What to produce:
Write out the data below in full. Keep it exact.

Data supplied:
^^^^^^^^^^^^^^^^

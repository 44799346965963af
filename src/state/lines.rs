//! Line-completion detection and the derived locked-cell view.

use std::collections::BTreeSet;

use crate::state::{
    geometry::{CENTER_INDEX, LineId, all_lines},
    ledger::ConfirmedLine,
};

/// Whether every cell of `line` is marked, counting the center as always marked.
pub fn is_complete(marked: &BTreeSet<u8>, line: LineId) -> bool {
    line.cells()
        .iter()
        .all(|cell| *cell == CENTER_INDEX || marked.contains(cell))
}

/// Lines that are complete but have not been confirmed yet, in evaluation order.
pub fn detect(marked: &BTreeSet<u8>, confirmed: &[ConfirmedLine]) -> Vec<LineId> {
    all_lines()
        .filter(|line| is_complete(marked, *line))
        .filter(|line| !confirmed.iter().any(|existing| existing.line == *line))
        .collect()
}

/// Every cell covered by a confirmed line. Locked cells can no longer be marked or unmarked.
pub fn locked_cells(confirmed: &[ConfirmedLine]) -> BTreeSet<u8> {
    confirmed
        .iter()
        .flat_map(|line| line.cells.iter().copied())
        .collect()
}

^^^^^^^^^^^^^^^^

Exercise answer:
repository 44799346965963af
filename src/state/lines.rs
//! Line-completion detection and the derived locked-cell view.

use std::collections::BTreeSet;

use crate::state::{
    geometry::{CENTER_INDEX, LineId, all_lines},
    ledger::ConfirmedLine,
};

/// Whether every cell of `line` is marked, counting the center as always marked.
pub fn is_complete(marked: &BTreeSet<u8>, line: LineId) -> bool {
    line.cells()
        .iter()
        .all(|cell| *cell == CENTER_INDEX || marked.contains(cell))
}

/// Lines that are complete but have not been confirmed yet, in evaluation order.
pub fn detect(marked: &BTreeSet<u8>, confirmed: &[ConfirmedLine]) -> Vec<LineId> {
    all_lines()
        .filter(|line| is_complete(marked, *line))
        .filter(|line| !confirmed.iter().any(|existing| existing.line == *line))
        .collect()
}

/// Every cell covered by a confirmed line. Locked cells can no longer be marked or unmarked.
pub fn locked_cells(confirmed: &[ConfirmedLine]) -> BTreeSet<u8> {
    confirmed
        .iter()
        .flat_map(|line| line.cells.iter().copied())
        .collect()
}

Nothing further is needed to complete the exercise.